◆ Task to complete
Start at the line with "self.paused |= other.paused;" in the records below, stop at the line with "Default, PartialEq, Serialize, Deserialize)]", and return every line in that span exactly, the two end lines included.
-=-=-
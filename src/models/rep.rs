/// Repetition models
///
/// States and directions of the rep counter, the per-frame metrics delta produced by
/// the analyzers, the per-rep accumulator, and validation outcomes.

use serde::{Deserialize, Serialize};
use std::fmt;

/// Stable state reported by the rep counter
#[derive(Debug, Clone, Copy, PartialEq, Eq, Hash, Serialize, Deserialize)]
#[serde(rename_all = "snake_case")]
pub enum RepState {
    Unknown,
    Up,
    Down,
    Transition,
}

impl fmt::Display for RepState {
    fn fmt(&self, f: &mut fmt::Formatter) -> fmt::Result {
        match self {
            RepState::Unknown => write!(f, "unknown"),
            RepState::Up => write!(f, "up"),
            RepState::Down => write!(f, "down"),
            RepState::Transition => write!(f, "transition"),
        }
    }
}

/// Instantaneous position classification from a single frame
#[derive(Debug, Clone, Copy, PartialEq, Eq, Hash, Serialize, Deserialize)]
#[serde(rename_all = "snake_case")]
pub enum RawPosition {
    Up,
    Down,
    Neither,
}

impl RawPosition {
    pub fn from_flags(is_up: bool, is_down: bool) -> Self {
        match (is_up, is_down) {
            (true, false) => RawPosition::Up,
            (false, true) => RawPosition::Down,
            _ => RawPosition::Neither,
        }
    }
}

/// Direction of the most recent stable state change
#[derive(Debug, Clone, Copy, PartialEq, Eq, Serialize, Deserialize)]
#[serde(rename_all = "snake_case")]
pub enum RepDirection {
    UpToDown,
    DownToUp,
    None,
}

impl RepDirection {
    pub fn between(previous: RepState, current: RepState) -> Self {
        match (previous, current) {
            (RepState::Up, RepState::Down) => RepDirection::UpToDown,
            (RepState::Down, RepState::Up) => RepDirection::DownToUp,
            _ => RepDirection::None,
        }
    }
}

/// Which stable transition completes a rep
#[derive(Debug, Clone, Copy, PartialEq, Eq, Serialize, Deserialize)]
#[serde(rename_all = "snake_case")]
pub enum CountingDirection {
    /// Rep opens at the bottom and completes at the top (push-up, sit-up)
    DownToUp,
    /// Rep opens at the top and completes back at the bottom (pull-up)
    UpToDown,
}

impl CountingDirection {
    /// Stable state that opens a rep
    pub fn entry_state(self) -> RepState {
        match self {
            CountingDirection::DownToUp => RepState::Down,
            CountingDirection::UpToDown => RepState::Up,
        }
    }

    /// Stable state that completes a rep
    pub fn exit_state(self) -> RepState {
        match self {
            CountingDirection::DownToUp => RepState::Up,
            CountingDirection::UpToDown => RepState::Down,
        }
    }
}

/// Named fault and achievement flags, OR-folded across a rep
#[derive(Debug, Clone, Copy, Default, PartialEq, Eq, Serialize, Deserialize)]
pub struct FormFlags {
    pub hands_lifted: bool,
    pub feet_lifted: bool,
    pub knees_touching: bool,
    pub body_touching: bool,
    pub sagging: bool,
    pub piking: bool,
    pub worming: bool,
    pub paused: bool,
    pub reached_vertical: bool,
    pub hands_released: bool,
    pub hips_unstable: bool,
    pub knee_angle_out_of_band: bool,
    pub chin_cleared: bool,
    pub swinging: bool,
    pub kipping: bool,
}

impl FormFlags {
    pub fn merge(&mut self, other: &FormFlags) {
        self.hands_lifted |= other.hands_lifted;
        self.feet_lifted |= other.feet_lifted;
        self.knees_touching |= other.knees_touching;
        self.body_touching |= other.body_touching;
        self.sagging |= other.sagging;
        self.piking |= other.piking;
        self.worming |= other.worming;
        self.paused |= other.paused;
        self.reached_vertical |= other.reached_vertical;
        self.hands_released |= other.hands_released;
        self.hips_unstable |= other.hips_unstable;
        self.knee_angle_out_of_band |= other.knee_angle_out_of_band;
        self.chin_cleared |= other.chin_cleared;
        self.swinging |= other.swinging;
        self.kipping |= other.kipping;
    }
}

/// Metrics an analyzer extracted from one frame
#[derive(Debug, Clone, Copy, Default, PartialEq, Serialize, Deserialize)]
pub struct FrameMetrics {
    /// Smaller of the two elbow angles
    pub elbow_angle_min: Option<f32>,
    /// Larger of the two elbow angles
    pub elbow_angle_max: Option<f32>,
    pub trunk_angle: Option<f32>,
    /// Signed hip deviation from the shoulder-ankle line, positive when hips sag
    pub hip_deviation: Option<f32>,
    pub horizontal_displacement: Option<f32>,
    pub knee_angle_change: Option<f32>,
    pub shoulder_lift: Option<f32>,
    pub hip_lift: Option<f32>,
    pub wrist_distance: Option<f32>,
    pub flags: FormFlags,
}

/// Running accumulator for the rep currently in progress
#[derive(Debug, Clone, PartialEq, Serialize, Deserialize)]
pub struct RepMetrics {
    pub start_timestamp_ms: u64,
    pub end_timestamp_ms: u64,
    pub frame_count: u32,
    pub min_elbow_angle: Option<f32>,
    pub max_elbow_angle: Option<f32>,
    pub min_trunk_angle: Option<f32>,
    pub max_trunk_angle: Option<f32>,
    /// Largest absolute hip deviation seen
    pub max_hip_deviation: Option<f32>,
    pub max_horizontal_displacement: Option<f32>,
    pub max_knee_angle_change: Option<f32>,
    pub min_shoulder_lift: Option<f32>,
    pub max_hip_lift: Option<f32>,
    pub max_wrist_distance: Option<f32>,
    pub flags: FormFlags,
}

fn fold_min(current: Option<f32>, sample: Option<f32>) -> Option<f32> {
    match (current, sample) {
        (Some(a), Some(b)) => Some(a.min(b)),
        (None, sample) => sample,
        (current, None) => current,
    }
}

fn fold_max(current: Option<f32>, sample: Option<f32>) -> Option<f32> {
    match (current, sample) {
        (Some(a), Some(b)) => Some(a.max(b)),
        (None, sample) => sample,
        (current, None) => current,
    }
}

impl RepMetrics {
    /// Open an empty accumulator at the given timestamp
    pub fn start(timestamp_ms: u64) -> Self {
        Self {
            start_timestamp_ms: timestamp_ms,
            end_timestamp_ms: timestamp_ms,
            frame_count: 0,
            min_elbow_angle: None,
            max_elbow_angle: None,
            min_trunk_angle: None,
            max_trunk_angle: None,
            max_hip_deviation: None,
            max_horizontal_displacement: None,
            max_knee_angle_change: None,
            min_shoulder_lift: None,
            max_hip_lift: None,
            max_wrist_distance: None,
            flags: FormFlags::default(),
        }
    }

    /// Fold one frame into the accumulator: `min_*` keep the minimum, `max_*` the maximum,
    /// flags are OR-ed
    pub fn fold(&mut self, frame: &FrameMetrics, timestamp_ms: u64) {
        self.end_timestamp_ms = self.end_timestamp_ms.max(timestamp_ms);
        self.frame_count += 1;

        self.min_elbow_angle = fold_min(self.min_elbow_angle, frame.elbow_angle_min);
        self.max_elbow_angle = fold_max(self.max_elbow_angle, frame.elbow_angle_max);
        self.min_trunk_angle = fold_min(self.min_trunk_angle, frame.trunk_angle);
        self.max_trunk_angle = fold_max(self.max_trunk_angle, frame.trunk_angle);
        self.max_hip_deviation = fold_max(
            self.max_hip_deviation,
            frame.hip_deviation.map(f32::abs),
        );
        self.max_horizontal_displacement = fold_max(
            self.max_horizontal_displacement,
            frame.horizontal_displacement,
        );
        self.max_knee_angle_change =
            fold_max(self.max_knee_angle_change, frame.knee_angle_change);
        self.min_shoulder_lift = fold_min(self.min_shoulder_lift, frame.shoulder_lift);
        self.max_hip_lift = fold_max(self.max_hip_lift, frame.hip_lift);
        self.max_wrist_distance = fold_max(self.max_wrist_distance, frame.wrist_distance);
        self.flags.merge(&frame.flags);
    }

    pub fn duration_ms(&self) -> u64 {
        self.end_timestamp_ms.saturating_sub(self.start_timestamp_ms)
    }
}

/// Why a completed rep did not count
#[derive(Debug, Clone, Copy, PartialEq, Eq, Hash, Serialize, Deserialize)]
#[serde(rename_all = "snake_case")]
pub enum InvalidRepReason {
    InsufficientDepth,
    IncompleteExtension,
    PoorBodyAlignment,
    HandsLeftGround,
    FeetLeftGround,
    GroundContact,
    PausedInPosition,
    DidNotReachVertical,
    ShouldersNotGrounded,
    HandsNotInterlocked,
    HipsLifted,
    KneeAngleOutOfRange,
    PausedDuringRep,
    ChinBelowBar,
    NoDeadHang,
    ExcessiveSwinging,
    Kipping,
}

impl InvalidRepReason {
    pub fn message(&self) -> &'static str {
        match self {
            Self::InsufficientDepth => "Insufficient depth - elbows must bend to 90°",
            Self::IncompleteExtension => "Incomplete extension - arms must fully lock out at top",
            Self::PoorBodyAlignment => {
                "Poor body alignment - maintain straight line from shoulders to ankles"
            }
            Self::HandsLeftGround => "Hands left the ground",
            Self::FeetLeftGround => "Feet left the ground",
            Self::GroundContact => "Knees or chest touched the ground",
            Self::PausedInPosition => "Paused in incorrect position",
            Self::DidNotReachVertical => "Didn't reach vertical position - sit up more completely",
            Self::ShouldersNotGrounded => "Shoulder blades must touch ground at bottom position",
            Self::HandsNotInterlocked => "Hands must stay interlocked behind head",
            Self::HipsLifted => "Hips must remain on ground throughout rep",
            Self::KneeAngleOutOfRange => "Knee bend outside the allowed range",
            Self::PausedDuringRep => "No pausing during the rep",
            Self::ChinBelowBar => "Chin must clear the bar",
            Self::NoDeadHang => "Must return to full extension at bottom position",
            Self::ExcessiveSwinging => "Excessive swinging detected - maintain body control",
            Self::Kipping => "Kipping/hip drive detected - keep legs still",
        }
    }
}

impl fmt::Display for InvalidRepReason {
    fn fmt(&self, f: &mut fmt::Formatter) -> fmt::Result {
        f.write_str(self.message())
    }
}

/// Outcome of validating one completed rep
#[derive(Debug, Clone, PartialEq, Serialize, Deserialize)]
pub struct RepValidation {
    pub is_valid: bool,
    pub reason: Option<InvalidRepReason>,
    /// Form score (0-100)
    pub form_score: f32,
}

impl RepValidation {
    pub fn valid(form_score: f32) -> Self {
        Self {
            is_valid: true,
            reason: None,
            form_score: form_score.clamp(0.0, 100.0),
        }
    }

    pub fn invalid(reason: InvalidRepReason, form_score: f32) -> Self {
        Self {
            is_valid: false,
            reason: Some(reason),
            form_score: form_score.clamp(0.0, 100.0),
        }
    }
}

#[derive(Debug, Clone, Copy, PartialEq, Eq, Serialize, Deserialize)]
#[serde(rename_all = "snake_case")]
pub enum FeedbackTone {
    Positive,
    Caution,
    Negative,
}

/// User-facing message for a completed rep
#[derive(Debug, Clone, PartialEq, Serialize, Deserialize)]
pub struct RepFeedback {
    pub message: String,
    pub tone: FeedbackTone,
    pub is_invalid_rep: bool,
}

impl RepFeedback {
    /// Tier a valid rep by its form score
    pub fn for_valid_rep(form_score: f32) -> Self {
        let (message, tone) = if form_score >= 90.0 {
            ("Perfect Rep!", FeedbackTone::Positive)
        } else if form_score >= 70.0 {
            ("Good Rep", FeedbackTone::Positive)
        } else {
            ("Acceptable Rep", FeedbackTone::Caution)
        };

        Self {
            message: message.to_string(),
            tone,
            is_invalid_rep: false,
        }
    }

    pub fn for_invalid_rep(reason: InvalidRepReason) -> Self {
        Self {
            message: reason.to_string(),
            tone: FeedbackTone::Negative,
            is_invalid_rep: true,
        }
    }
}

/// Counter output for one processed frame
#[derive(Debug, Clone, PartialEq, Serialize, Deserialize)]
pub struct RepCountResult {
    pub current_state: RepState,
    pub previous_state: RepState,
    /// Valid reps completed on this frame (0 or 1)
    pub new_reps: u32,
    pub total_reps: u32,
    pub invalid_reps: u32,
    pub new_invalid_rep: bool,
    /// Progress through the current rep (0-1)
    pub rep_progress: f32,
    pub direction: RepDirection,
    pub last_rep_timestamp_ms: Option<u64>,
    pub rep_in_progress: bool,
    pub invalid_rep_reason: Option<InvalidRepReason>,
    pub last_rep_form_score: Option<f32>,
    /// Present only on the frame that completed a rep
    pub feedback: Option<RepFeedback>,
}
-=-=-
◆ Answer for this exercise
        self.paused |= other.paused;
        self.reached_vertical |= other.reached_vertical;
        self.hands_released |= other.hands_released;
        self.hips_unstable |= other.hips_unstable;
        self.knee_angle_out_of_band |= other.knee_angle_out_of_band;
        self.chin_cleared |= other.chin_cleared;
        self.swinging |= other.swinging;
        self.kipping |= other.kipping;
    }
}

/// Metrics an analyzer extracted from one frame
#[derive(Debug, Clone, Copy, Default, PartialEq, Serialize, Deserialize)]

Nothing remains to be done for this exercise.